You get what you pay for in life, Internet-dating sites included. Unlike free sites, with pay sites you don't have the headache of endless advertising messages screaming in your face. In addition, the scope of coverage and available features are broad and robust. Solid supervision is provided (to weed out the wackos), and appropriate barriers to entry are in place.
To emphasize that last point, consider how easy it is to be an Internet-dating fraud; so the more hurdles to entry there are, the safer a site is likely to be. The problem is finding balance. A site that keeps everyone out is completely free of fraud but also of available dates!
The most effective way to find balance is to combine fees and other barriers to entry. A site doesn't need much of a barrier to keep out the undesirables or at least make them easy to detect.
Pay sites provide effective barriers against bad folks by
- Requiring long essays. Some systems require a minimum length for answers to essay questions. If you see a profile in which the person makes no serious attempt to complete the essay, you may as well give that one a pass. Although the person may not be very articulate, he or she could also be a gamer or player (a person on a site for amusement and not really dating).
- Requiring a photo.
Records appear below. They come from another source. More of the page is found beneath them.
// Copyright (c) 2025 Geoffrey Huntley <ghuntley@ghuntley.com>. All rights reserved.
// SPDX-License-Identifier: Proprietary

//! Landing page: hero, reel, navigation and the booking modal.

use mindra_common_i18n::LocaleContext;
use mindra_portfolio::{resolve_media_url, Player, LANDING_REEL};
use mindra_server_contact::{ContactForm, FormStatus};

use super::{escape, form::render_form, href, language_switcher, layout, social_links};

const HERO_IMAGE: &str = "images/hero-bg.jpg";

/// Render the landing page. `modal` is `Some` when the booking modal is open.
pub fn render_home(ctx: &LocaleContext, media_base: &str, modal: Option<&ContactForm>) -> String {
	let t = ctx.translations();
	let home = &t.home;

	let title: String = home
		.title
		.iter()
		.map(|line| format!(r#"<span class="line">{}</span>"#, escape(line)))
		.collect();

	let modal_html = modal.map(|form| render_modal(ctx, form)).unwrap_or_default();

	// The modal closes itself after a successful send.
	let extra_head = modal
		.filter(|form| form.status() == FormStatus::Success)
		.and_then(|form| form.kind().close_delay())
		.map(|delay| {
			format!(
				"    <meta http-equiv=\"refresh\" content=\"{};url={}\">\n",
				delay.as_secs(),
				href(ctx, "/")
			)
		})
		.unwrap_or_default();

	let body = format!(
		r#"<main class="home">
    <section class="hero">
        <header>
            <span class="est">{est}</span>
            {switcher}
        </header>
        <h1>{title}</h1>
        {reel}
        <div class="actions">
            <a class="book-now" href="{book_href}#book">{book_now}</a>
            {social}
        </div>
    </section>
    <figure class="hero-visual">
        <img src="{hero}" alt="Mindra Host">
    </figure>
    <nav class="dock">
        <a href="{contact_href}">{contact}</a>
    </nav>
{modal_html}</main>"#,
		est = escape(home.est),
		switcher = language_switcher(ctx, "/"),
		reel = render_reel(ctx, media_base),
		book_href = escape(&format!("{}&book=1", href(ctx, "/"))),
		book_now = escape(home.book_now),
		social = social_links(),
		hero = escape(&resolve_media_url(media_base, HERO_IMAGE)),
		contact_href = href(ctx, "/contact"),
		contact = escape(home.nav.contact),
	);

	layout(ctx, "Mindra", &extra_head, &body)
}

/// Autoplaying muted reel with mute and restart controls.
fn render_reel(ctx: &LocaleContext, media_base: &str) -> String {
	let labels = &ctx.translations().business.portfolio;
	let player = Player::reel();
	let mute_label = if player.is_muted() {
		labels.unmute
	} else {
		labels.mute
	};
	let flags = format!(
		"{}{} loop playsinline",
		if player.is_playing() { " autoplay" } else { "" },
		if player.is_muted() { " muted" } else { "" },
	);
	format!(
		r#"<div class="reel" data-playing="{playing}">
            <video src="{src}"{flags} aria-label="{play_reel}"></video>
            <div class="reel-controls">
                <button type="button" data-action="mute" title="{mute}">{mute}</button>
                <button type="button" data-action="restart" title="{restart}">{restart}</button>
            </div>
        </div>"#,
		playing = player.is_playing(),
		src = escape(&resolve_media_url(media_base, LANDING_REEL)),
		play_reel = escape(ctx.translations().home.play_reel),
		mute = escape(mute_label),
		restart = escape(labels.restart),
	)
}

fn render_modal(ctx: &LocaleContext, form: &ContactForm) -> String {
	let m = &ctx.translations().modal;
	format!(
		r#"    <div class="modal" id="book" role="dialog" aria-modal="true">
        <a class="modal-close" href="{close_href}" aria-label="{close}">{close}</a>
        <h2>{title}</h2>
        <p>{subtitle}</p>
{form}
    </div>
"#,
		close_href = href(ctx, "/"),
		close = escape(m.close),
		title = escape(m.title),
		subtitle = escape(m.subtitle),
		form = render_form(ctx, form, &href(ctx, "/")),
	)
}
// Copyright (c) 2025 Geoffrey Huntley <ghuntley@ghuntley.com>. All rights reserved.
// SPDX-License-Identifier: Proprietary

//! Display panel player state.
//!
//! The panel shows whichever item the carousel reports as active. Videos can
//! be played, muted, seeked and made fullscreen; photos ignore all playback
//! operations.

use serde::Serialize;

use crate::catalog::{MediaKind, PortfolioItem};

#[derive(Debug, Clone, PartialEq, Serialize)]
pub struct Player {
	item_id: Option<&'static str>,
	kind: Option<MediaKind>,
	playing: bool,
	muted: bool,
	position: f64,
	duration: f64,
	progress: f64,
	fullscreen: bool,
}

impl Default for Player {
	fn default() -> Self {
		Self::new()
	}
}

impl Player {
	/// Paused and muted, with nothing mirrored yet.
	pub fn new() -> Self {
		Self {
			item_id: None,
			kind: None,
			playing: false,
			muted: true,
			position: 0.0,
			duration: 0.0,
			progress: 0.0,
			fullscreen: false,
		}
	}

	/// The landing page reel: autoplaying, muted video.
	pub fn reel() -> Self {
		Self {
			kind: Some(MediaKind::Video),
			playing: true,
			..Self::new()
		}
	}

	/// Mirror `item`. Returns `true` when the item changed, in which case
	/// playback is paused and rewound. Mute and fullscreen carry over.
	pub fn mirror(&mut self, item: &PortfolioItem) -> bool {
		if self.item_id == Some(item.id) {
			return false;
		}
		self.item_id = Some(item.id);
		self.kind = Some(item.kind);
		self.playing = false;
		self.position = 0.0;
		self.duration = 0.0;
		self.progress = 0.0;
		tracing::debug!(item = item.id, kind = ?item.kind, "player mirrored new item");
		true
	}

	pub fn toggle_play(&mut self) {
		if self.accepts_playback() {
			self.playing = !self.playing;
		}
	}

	pub fn toggle_mute(&mut self) {
		if self.accepts_playback() {
			self.muted = !self.muted;
		}
	}

	pub fn toggle_fullscreen(&mut self) {
		if self.accepts_playback() {
			self.fullscreen = !self.fullscreen;
		}
	}

	/// Rewind to the start and play.
	pub fn restart(&mut self) {
		if self.accepts_playback() {
			self.position = 0.0;
			self.progress = 0.0;
			self.playing = true;
		}
	}

	/// Click on the progress track at `click_x` within a track `track_width` wide.
	///
	/// Returns the new playback position in seconds.
	pub fn seek_to_fraction(&mut self, click_x: f64, track_width: f64) -> Option<f64> {
		if !self.accepts_playback() || track_width <= 0.0 || !click_x.is_finite() {
			return None;
		}
		let fraction = (click_x / track_width).clamp(0.0, 1.0);
		self.position = fraction * self.duration;
		self.progress = fraction * 100.0;
		Some(self.position)
	}

	/// Media element reported its current playback time.
	pub fn on_time_update(&mut self, current: f64) {
		if !current.is_finite() {
			return;
		}
		self.position = current.max(0.0);
		let duration = if self.duration > 0.0 { self.duration } else { 1.0 };
		self.progress = (self.position / duration * 100.0).clamp(0.0, 100.0);
	}

	/// Media element learned the clip duration.
	pub fn on_loaded_metadata(&mut self, duration: f64) {
		if duration.is_finite() && duration > 0.0 {
			self.duration = duration;
		}
	}

	pub fn progress_percent(&self) -> f64 {
		self.progress
	}

	pub fn item_id(&self) -> Option<&'static str> {
		self.item_id
	}

	pub fn is_playing(&self) -> bool {
		self.playing
	}

	pub fn is_muted(&self) -> bool {
		self.muted
	}

	pub fn is_fullscreen(&self) -> bool {
		self.fullscreen
	}

	pub fn position(&self) -> f64 {
		self.position
	}

	pub fn duration(&self) -> f64 {
		self.duration
	}

	fn accepts_playback(&self) -> bool {
		self.kind == Some(MediaKind::Video)
	}
}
Very few sites make this requirement because they fear having fewer participants. However, if you limit yourself to people who post a photo, even though you may eliminate many perfectly good matches, you also eliminate a larger percentage of problem postings that hide behind the anonymity of a no-photo posting. Sorry to say, but if you don't post a photo, you're separating yourself from the class of serious daters.
- Of course, a posted photo may be fake, so somewhere in your correspondence thread, ask for a second photo. Few frauds have a series of related fake photos.
- Requiring a payment only by credit card. Credit-card payments are highly traceable. After a payment is made, law enforcement can easily access the records. Even if a card is stolen, repeated charges to the card will eventually be cut off when the owner reports the lost card or bogus charges.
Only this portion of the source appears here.